--- Exercise prompt ---
An exact copy of the listing below is required.

--- Records for this exercise ---

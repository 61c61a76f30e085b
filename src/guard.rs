//! Scoped-cleanup guards for staging directories and pods: an explicit
//! `.dispose().await` on the normal exit path plus a best-effort `Drop`
//! fallback (fire-and-forget) so cleanup still runs if a phase aborts
//! before reaching its dispose call. Replaces the original's bare `defer`.

use crate::cluster::ClusterClient;
use crate::staging::{StagingHandle, TransferStaging};
use std::sync::Arc;

pub struct PodGuard {
    client: Arc<dyn ClusterClient>,
    name: String,
    disposed: bool,
}

impl PodGuard {
    pub fn new(client: Arc<dyn ClusterClient>, name: String) -> Self {
        Self {
            client,
            name,
            disposed: false,
        }
    }

    pub async fn dispose(mut self) {
        self.disposed = true;
        if let Err(err) = self.client.delete_pod(&self.name).await {
            tracing::warn!(pod = %self.name, error = %err, "cleanup: failed to delete pod");
        }
    }
}

impl Drop for PodGuard {
    fn drop(&mut self) {
        if self.disposed {
            return;
        }
        let client = self.client.clone();
        let name = self.name.clone();
        tokio::spawn(async move {
            if let Err(err) = client.delete_pod(&name).await {
                tracing::warn!(pod = %name, error = %err, "cleanup: failed to delete pod (drop path)");
            }
        });
    }
}

pub struct StagingGuard {
    staging: Arc<TransferStaging>,
    handle: Option<StagingHandle>,
}

impl StagingGuard {
    pub fn new(staging: Arc<TransferStaging>, handle: StagingHandle) -> Self {
        Self {
            staging,
            handle: Some(handle),
        }
    }

    pub fn handle(&self) -> &StagingHandle {
        self.handle.as_ref().expect("handle disposed")
    }

    pub fn dispose(mut self) {
        if let Some(handle) = self.handle.take() {
            if let Err(err) = self.staging.dispose(&handle) {
                tracing::warn!(path = %handle.root().display(), error = %err, "cleanup: failed to remove staging directory");
            }
        }
    }
}

impl Drop for StagingGuard {
    fn drop(&mut self) {
        if let Some(handle) = self.handle.take() {
            if let Err(err) = self.staging.dispose(&handle) {
                tracing::warn!(path = %handle.root().display(), error = %err, "cleanup: failed to remove staging directory (drop path)");
            }
        }
    }
}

--- Reply to the exercise ---
repository 61c61a76f30e085b
filename src/guard.rs
//! Scoped-cleanup guards for staging directories and pods: an explicit
//! `.dispose().await` on the normal exit path plus a best-effort `Drop`
//! fallback (fire-and-forget) so cleanup still runs if a phase aborts
//! before reaching its dispose call. Replaces the original's bare `defer`.

use crate::cluster::ClusterClient;
use crate::staging::{StagingHandle, TransferStaging};
use std::sync::Arc;

pub struct PodGuard {
    client: Arc<dyn ClusterClient>,
    name: String,
    disposed: bool,
}

impl PodGuard {
    pub fn new(client: Arc<dyn ClusterClient>, name: String) -> Self {
        Self {
            client,
            name,
            disposed: false,
        }
    }

    pub async fn dispose(mut self) {
        self.disposed = true;
        if let Err(err) = self.client.delete_pod(&self.name).await {
            tracing::warn!(pod = %self.name, error = %err, "cleanup: failed to delete pod");
        }
    }
}

impl Drop for PodGuard {
    fn drop(&mut self) {
        if self.disposed {
            return;
        }
        let client = self.client.clone();
        let name = self.name.clone();
        tokio::spawn(async move {
            if let Err(err) = client.delete_pod(&name).await {
                tracing::warn!(pod = %name, error = %err, "cleanup: failed to delete pod (drop path)");
            }
        });
    }
}

pub struct StagingGuard {
    staging: Arc<TransferStaging>,
    handle: Option<StagingHandle>,
}

impl StagingGuard {
    pub fn new(staging: Arc<TransferStaging>, handle: StagingHandle) -> Self {
        Self {
            staging,
            handle: Some(handle),
        }
    }

    pub fn handle(&self) -> &StagingHandle {
        self.handle.as_ref().expect("handle disposed")
    }

    pub fn dispose(mut self) {
        if let Some(handle) = self.handle.take() {
            if let Err(err) = self.staging.dispose(&handle) {
                tracing::warn!(path = %handle.root().display(), error = %err, "cleanup: failed to remove staging directory");
            }
        }
    }
}

impl Drop for StagingGuard {
    fn drop(&mut self) {
        if let Some(handle) = self.handle.take() {
            if let Err(err) = self.staging.dispose(&handle) {
                tracing::warn!(path = %handle.root().display(), error = %err, "cleanup: failed to remove staging directory (drop path)");
            }
        }
    }
}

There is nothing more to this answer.